Born in Kharkiv, he trained at the Kharkiv Music College and the Kharkiv National Kotlyarevsky University of Arts, before beginning his career by working at the Kharkiv State Academic Opera and Ballet Theatre named after Mykola Lysenko from 1964 to 1974. At the theatre, he served as the concertmaster of the opera studio orchestra. In 1974, he moved to Dnipropetrovsk to become the concertmaster of the Dnipro Opera and Ballet Theatre, which he served as until 1999. In addition, he taught at the Dnipro Academy of Music and Children's Musical School No. 3. He also performed with the ensemble Kozatski Shliakhy and co-founded and directed the chamber orchestra Pory Roku.

== Biography ==
Logvyn was born on 14 May 1946 in the city of Kharkiv, which was then part of the Ukrainian SSR in the Soviet Union (now Ukraine).
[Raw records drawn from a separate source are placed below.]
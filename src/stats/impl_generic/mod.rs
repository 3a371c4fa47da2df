//! Shared implementations behind the statistics traits.
//!
//! Each function takes the engine configuration explicitly (where it needs
//! one) and borrowed samples, and returns a fresh result record. Nothing
//! here keeps state between calls.

mod correlation;
mod descriptive;
mod hypothesis;
mod linalg;
mod nonparametric;
mod regression;
mod timeseries;

pub use correlation::*;
pub use descriptive::*;
pub use hypothesis::*;
pub use nonparametric::*;
pub use regression::*;
pub use timeseries::*;
//! Non-parametric test algorithms.

use super::{MannWhitneyResult, WilcoxonResult};
use crate::stats::error::StatsResult;

/// Rank-based tests using the large-sample normal approximation.
///
/// Neither test applies a continuity or exact small-sample correction.
pub trait NonParametricAlgorithms {
    /// Mann-Whitney U test for two independent samples.
    fn mann_whitney(&self, a: &[f64], b: &[f64]) -> StatsResult<MannWhitneyResult>;

    /// Wilcoxon signed-rank test for paired samples.
    ///
    /// Zero differences are dropped before ranking; if none remain the test
    /// fails with `InsufficientData`.
    fn wilcoxon_signed_rank(&self, before: &[f64], after: &[f64])
    -> StatsResult<WilcoxonResult>;
}
//! F distribution (Fisher-Snedecor).

use super::special;
use crate::stats::distribution::{ContinuousDistribution, Distribution};
use crate::stats::error::{StatsError, StatsResult};

/// F distribution (Fisher-Snedecor distribution).
///
/// The F distribution with d1 and d2 degrees of freedom is the ratio of two
/// chi-squared variables divided by their degrees of freedom. Its CDF is
///
/// F(x) = I_{d1·x/(d1·x + d2)}(d1/2, d2/2)
///
/// # Examples
///
/// ```
/// use statr::stats::{FDistribution, ContinuousDistribution};
///
/// // ANOVA F-test with 3 and 20 degrees of freedom
/// let f = FDistribution::new(3.0, 20.0).unwrap();
/// let p_value = f.sf(3.5); // Right-tail probability
/// assert!(p_value > 0.0 && p_value < 0.05);
/// ```
#[derive(Debug, Clone, Copy)]
pub struct FDistribution {
    /// Numerator degrees of freedom (d1)
    d1: f64,
    /// Denominator degrees of freedom (d2)
    d2: f64,
    /// Log of normalizing constant: -ln B(d1/2, d2/2) + (d1/2) ln(d1/d2)
    log_norm: f64,
}

impl FDistribution {
    /// Create a new F distribution.
    ///
    /// # Errors
    ///
    /// Returns an error if either parameter is not positive and finite.
    pub fn new(d1: f64, d2: f64) -> StatsResult<Self> {
        if !(d1 > 0.0 && d1.is_finite()) {
            return Err(StatsError::invalid_parameter(
                "d1",
                d1,
                "numerator df must be positive",
            ));
        }
        if !(d2 > 0.0 && d2.is_finite()) {
            return Err(StatsError::invalid_parameter(
                "d2",
                d2,
                "denominator df must be positive",
            ));
        }

        let log_norm = -special::ln_beta(d1 / 2.0, d2 / 2.0) + (d1 / 2.0) * (d1 / d2).ln();
        Ok(Self { d1, d2, log_norm })
    }

    /// Numerator degrees of freedom.
    pub fn dfn(&self) -> f64 {
        self.d1
    }

    /// Denominator degrees of freedom.
    pub fn dfd(&self) -> f64 {
        self.d2
    }
}

impl Distribution for FDistribution {
    fn mean(&self) -> f64 {
        if self.d2 > 2.0 {
            self.d2 / (self.d2 - 2.0)
        } else {
            f64::NAN
        }
    }

    fn var(&self) -> f64 {
        let (d1, d2) = (self.d1, self.d2);
        if d2 > 4.0 {
            2.0 * d2 * d2 * (d1 + d2 - 2.0) / (d1 * (d2 - 2.0).powi(2) * (d2 - 4.0))
        } else if d2 > 2.0 {
            f64::INFINITY
        } else {
            f64::NAN
        }
    }
}

impl ContinuousDistribution for FDistribution {
    fn pdf(&self, x: f64) -> f64 {
        if x <= 0.0 {
            return 0.0;
        }
        let (d1, d2) = (self.d1, self.d2);
        (self.log_norm + (d1 / 2.0 - 1.0) * x.ln()
            - ((d1 + d2) / 2.0) * (1.0 + d1 * x / d2).ln())
        .exp()
    }

    fn cdf(&self, x: f64) -> f64 {
        if x <= 0.0 {
            return 0.0;
        }
        if x.is_infinite() {
            return 1.0;
        }
        let t = self.d1 * x / (self.d1 * x + self.d2);
        special::betainc(self.d1 / 2.0, self.d2 / 2.0, t)
    }

    fn sf(&self, x: f64) -> f64 {
        if x <= 0.0 {
            return 1.0;
        }
        if x.is_infinite() {
            return 0.0;
        }
        // Complementary argument keeps the upper tail accurate.
        let t = self.d2 / (self.d2 + self.d1 * x);
        special::betainc(self.d2 / 2.0, self.d1 / 2.0, t)
    }

    fn support(&self) -> (f64, f64) {
        (0.0, f64::INFINITY)
    }
}

#[cfg(test)]
mod tests {
    use super::*;

    #[test]
    fn test_f_creation() {
        assert!(FDistribution::new(3.0, 20.0).is_ok());
        assert!(FDistribution::new(0.0, 20.0).is_err());
        assert!(FDistribution::new(3.0, -1.0).is_err());
    }

    #[test]
    fn test_f_moments() {
        let f = FDistribution::new(5.0, 10.0).unwrap();
        assert!((f.mean() - 10.0 / 8.0).abs() < 1e-12);
        assert!(FDistribution::new(5.0, 2.0).unwrap().mean().is_nan());
    }

    #[test]
    fn test_f_cdf_reference() {
        // F(1, 1) at x = 1 is exactly 1/2
        let f11 = FDistribution::new(1.0, 1.0).unwrap();
        assert!((f11.cdf(1.0) - 0.5).abs() < 1e-13);

        // Upper 5% point of F(2, 10) is 4.102821015130399
        let f = FDistribution::new(2.0, 10.0).unwrap();
        assert!((f.sf(4.102_821_015_130_399) - 0.05).abs() < 1e-10);
        assert!((f.cdf(2.0) + f.sf(2.0) - 1.0).abs() < 1e-14);

        assert_eq!(f.cdf(0.0), 0.0);
        assert_eq!(f.cdf(f64::INFINITY), 1.0);
        assert_eq!(f.sf(f64::INFINITY), 0.0);
    }

    #[test]
    fn test_f_pdf_integrates_to_cdf() {
        // Trapezoid check of the density against the CDF on [0.5, 2].
        let f = FDistribution::new(4.0, 12.0).unwrap();
        let steps = 2000;
        let (a, b) = (0.5, 2.0);
        let h = (b - a) / steps as f64;
        let mut area = 0.5 * (f.pdf(a) + f.pdf(b));
        for i in 1..steps {
            area += f.pdf(a + i as f64 * h);
        }
        area *= h;
        assert!((area - (f.cdf(b) - f.cdf(a))).abs() < 1e-6);
    }
}
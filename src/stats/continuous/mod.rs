//! Continuous probability distributions.
//!
//! The distributions here exist to turn test statistics into p-values. Each
//! implements [`ContinuousDistribution`](crate::stats::ContinuousDistribution);
//! the free functions below are the scalar CDF shortcuts the test routines use.

mod chi_squared;
mod f_distribution;
mod gamma;
mod normal;
pub mod special;
mod student_t;

pub use chi_squared::ChiSquared;
pub use f_distribution::FDistribution;
pub use gamma::Gamma;
pub use normal::Normal;
pub use student_t::StudentT;

use crate::stats::distribution::ContinuousDistribution;
use crate::stats::error::StatsResult;

/// Standard normal CDF Φ(z).
pub fn normal_cdf(z: f64) -> f64 {
    special::norm_cdf(z)
}

/// Student's t CDF with `df` degrees of freedom.
///
/// # Errors
///
/// Returns `InvalidParameter` if `df` is not positive and finite.
pub fn t_cdf(t: f64, df: f64) -> StatsResult<f64> {
    Ok(StudentT::new(df)?.cdf(t))
}

/// F distribution CDF with `df1` and `df2` degrees of freedom.
///
/// # Errors
///
/// Returns `InvalidParameter` if either df is not positive and finite.
pub fn f_cdf(f: f64, df1: f64, df2: f64) -> StatsResult<f64> {
    Ok(FDistribution::new(df1, df2)?.cdf(f))
}

/// Chi-squared CDF with `df` degrees of freedom.
///
/// # Errors
///
/// Returns `InvalidParameter` if `df` is not positive and finite.
pub fn chi_squared_cdf(x: f64, df: f64) -> StatsResult<f64> {
    Ok(ChiSquared::new(df)?.cdf(x))
}

/// Two-sided p-value of a t statistic: 2·P(T > |t|).
pub(crate) fn t_two_tailed(t: f64, df: f64) -> StatsResult<f64> {
    let dist = StudentT::new(df)?;
    Ok((2.0 * dist.sf(t.abs())).clamp(0.0, 1.0))
}

/// Two-sided p-value of a z statistic: 2·P(Z > |z|).
pub(crate) fn z_two_tailed(z: f64) -> f64 {
    (2.0 * special::norm_cdf(-z.abs())).clamp(0.0, 1.0)
}

/// Upper-tail p-value of an F statistic.
pub(crate) fn f_upper_tail(f: f64, df1: f64, df2: f64) -> StatsResult<f64> {
    Ok(FDistribution::new(df1, df2)?.sf(f))
}

/// Upper-tail p-value of a chi-squared statistic.
pub(crate) fn chi_squared_upper_tail(x: f64, df: f64) -> StatsResult<f64> {
    Ok(ChiSquared::new(df)?.sf(x))
}
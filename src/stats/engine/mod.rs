//! In-memory statistics engine.
//!
//! [`StatsEngine`] implements every statistics trait by delegating to the
//! generic implementations, passing along its read-only configuration.

mod correlation;
mod descriptive;
mod hypothesis;
mod nonparametric;
mod regression;
mod timeseries;

#[cfg(test)]
mod tests;

use crate::stats::config::StatsConfig;
use crate::stats::error::StatsResult;

/// Stateless statistics client holding a validated configuration.
///
/// # Example
/// ```
/// use statr::stats::{CorrelationAlgorithms, StatsEngine};
///
/// let engine = StatsEngine::default();
/// let r = engine
///     .pearson(&[1.0, 2.0, 3.0, 4.0], &[2.0, 4.1, 5.9, 8.0])
///     .unwrap();
/// assert!(r.coefficient > 0.99);
/// ```
#[derive(Debug, Clone, Default)]
pub struct StatsEngine {
    config: StatsConfig,
}

impl StatsEngine {
    /// Create an engine after validating `config`.
    pub fn new(config: StatsConfig) -> StatsResult<Self> {
        config.validate()?;
        Ok(Self { config })
    }

    /// The configuration every call is evaluated against.
    pub fn config(&self) -> &StatsConfig {
        &self.config
    }
}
His mother was a ballerina who graduated from the Kyiv State Choreographic College before moving to Kharkiv. In 1964 he graduated from the Music College in Kharkiv, where he was part of the violin class of S. Farberov. He then attended the Kharkiv National Kotlyarevsky University of Arts, graduating in 1970 as part of the class of R. Klymentska.

In 1964, he started working as an orchestra artist at the Kharkiv State Academic Opera and Ballet Theatre named after Mykola Lysenko, where he performed until 1974. In addition, starting in 1969, he was the concertmaster of the opera studio orchestra simultaneously with his studies. In 1974, he moved to Dnipropetrovsk after receiving an invitation to work as a concertmaster of the orchestra for the Dnipro Opera and Ballet Theatre. He worked there up until 1999. In addition, upon his move, he began working as a teacher for the violin classes at the Dnipro Academy of Music and at the Children's Music School No. 3.

In 1991, after the collapse of the Soviet Union he became a member of the ensemble "Kozatski Shliakhy" (Cossack Ways) at the Dnipropetrovsk Opera and Ballet Theater, which helped popularize Ukrainian national music. He also, in 1994, became the co-founder, artistic director, and soloist of the chamber orchestra "Pory Roku" (The Seasons). The Seasons toured across Ukraine and CIS, and released three musical CDs. As a solo artist, he recorded the disc "Spring" in 1997, and toured France, Italy, Spain, Israel, and Lebanon.

== Personal life ==
Harri was married to another musician, who was the daughter of a Kyiv composer, Isaac Sirota. Harri had one son, Dmytro, who later followed in his father's footsteps and became a musician, heading The Seasons.

On 1 July 2001, Harri died in Dnipropetrovsk.

== Awards and honours ==
In 1998, he was awarded the Order of Merit, third class. The following year, in 1999, he was awarded the title of People's Artist of Ukraine.

== Legacy ==
In 2001, the "Pory Roku" orchestra was named after Lohvyn. In Dnipro (the former Dnipropetrovsk), a memorial plaque was installed on the building where he lived.

Since his death, the Dnipro City Council has awarded a mayor's scholarship for students in violin at primary specialized art educational institutions for achievements in the field of musical art in addition to high levels of academic achievement, named after him. Awardees were paid in the amount of 500 hryvnias per month, until this amount was tripled starting in 2025 to 1,500 hryvnias. In 2022, there was a total of 5 recipients for the year.